Я столько раз вспоминал тебя, дружище, и открылось мне, что дело наше пустяк, простое размазывание краски, коли оно не вызвано к жизни предельным страданием человеческого духа или любовью одного человека к другому. Я не мог упиваться красотою австралийских закатов в пустыне, потому что я был один среди аборигенов, которые притопывали и подпрыгивали, тряся животами, набитыми кореньями, ящерицами и насекомыми. Я смотрел на красоту совершенно один, и это поразительно бесплодное и печальное одиночество, — да, я знаю это бесплодное и печальное одиночество, и я тоже знаю, и я — ибо мы художники и мучаемся со своими кистями и красками лишь потому, что не можем, не согласны созерцать красоту в одиночестве, мы не выносим сердцем своим надмирной гармонии горнего дома твоего, Пастырь Звезд, и должны как-нибудь донести до другой человеческой души свой мучительный, безмолвный восторг.

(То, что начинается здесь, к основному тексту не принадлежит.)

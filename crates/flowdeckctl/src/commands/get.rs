use anyhow::Result;
use chrono::{DateTime, Local};
use comfy_table::{presets::UTF8_FULL_CONDENSED, ContentArrangement, Table};
use serde_json::json;

use flowdeck_core::{FlowEntry, FLOW_FILE, SETTINGS_FILE};
use flowdeck_store::FlowStore;

use crate::output::{dim, OutputFormat};

/// List flows (kubectl-style: get flows)
pub fn execute(store: &FlowStore, output: OutputFormat) -> Result<()> {
    let flows = store.flows();

    match output {
        OutputFormat::Json => {
            let items: Vec<_> = flows.iter().map(flow_json).collect();
            println!("{}", serde_json::to_string_pretty(&items)?);
        }
        OutputFormat::Name => {
            for flow in &flows {
                println!("flow/{}", flow.name);
            }
        }
        OutputFormat::Wide => {
            if flows.is_empty() {
                println!("{}", dim(&format!("No flows in {}", store.layout().flows_dir().display())));
                return Ok(());
            }
            println!("{}", flow_table(&flows));
        }
    }

    Ok(())
}

fn flow_json(flow: &FlowEntry) -> serde_json::Value {
    json!({
        "name": flow.name,
        "path": flow.path,
        "flowDocument": flow.has_child(FLOW_FILE),
        "settingsDocument": flow.has_child(SETTINGS_FILE),
        "modified": flow.modified.map(format_time),
        "children": flow.children,
    })
}

fn format_time(time: std::time::SystemTime) -> String {
    DateTime::<Local>::from(time).format("%Y-%m-%d %H:%M:%S").to_string()
}

fn presence(present: bool) -> &'static str {
    if present {
        "yes"
    } else {
        "missing"
    }
}

fn flow_table(flows: &[FlowEntry]) -> Table {
    let mut table = Table::new();
    table
        .load_preset(UTF8_FULL_CONDENSED)
        .set_content_arrangement(ContentArrangement::Dynamic)
        .set_header(vec!["NAME", "FLOW.TOML", "SETTINGS.TOML", "MODIFIED", "PATH"]);

    for flow in flows {
        table.add_row(vec![
            flow.name.clone(),
            presence(flow.has_child(FLOW_FILE)).to_string(),
            presence(flow.has_child(SETTINGS_FILE)).to_string(),
            flow.modified.map(format_time).unwrap_or_else(|| "-".to_string()),
            flow.path.display().to_string(),
        ]);
    }
    table
}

Ко мне подошел лохматый, старый абориген с отвислым брюхом, с ремешком на голове, от него пахло разгоряченным зверем, он что-то стал лопотать, усиленно моргая и глядя куда-то мимо моего лица, я не понимал его, и он был не в силах понять меня. Красота неба тихо гасла во мне, хотя оно было все таким же ярким, я снял с руки часы и отдал старику, он подпрыгнул на месте, радостно закричал, развернулся и дунул к своим соплеменникам. А я стоял и, глядя на полурасплавленные в тигле уходящего солнца кроны эвкалиптов, думал о собственной случайности, об умирающей вместе с этим днем красоте, о смерти, камне, падающем со скалы в море, о тебе, мой друг, о нашем веселом, голодном, прекрасном мгновении студенчества.
И в самом деле, где бы мы сейчас ни были — в Австралии, в мещерской деревне, в гробу ли под землею или на высокой березе, — для каждого из нас все прошлое предстает одним непостижимым мгновеньем, а миг студенческих дней всего лишь частица этого мгновенья. Пламенеет зимняя заря за промерзлым окном, спит еще Георгий на той кровати, на которой когда-то спал Митя Акутин; спит белка, свернувшись в клубок под серым казенным одеялом; храпит, разинув рот, Парень-со-щекой, студент с асимметричным лицом, одна сторона которого уныла и плоска, а вторая словно дебелая лампушка; сидит, сгорбившись у изголовья его, ангел-хранитель на тумбочке; ровно в семь часов он принимается тихо, но настойчиво расталкивать Парня-со-щекой, тот хмурится, дергая более тучной половиной лица, словно желая согнать невидимую муху, но хранитель его судьбы настойчив, — ах, как ясно вижу я эту утреннюю картину, всем существом вновь ощущаю выстывшую комнату студенческого общежития.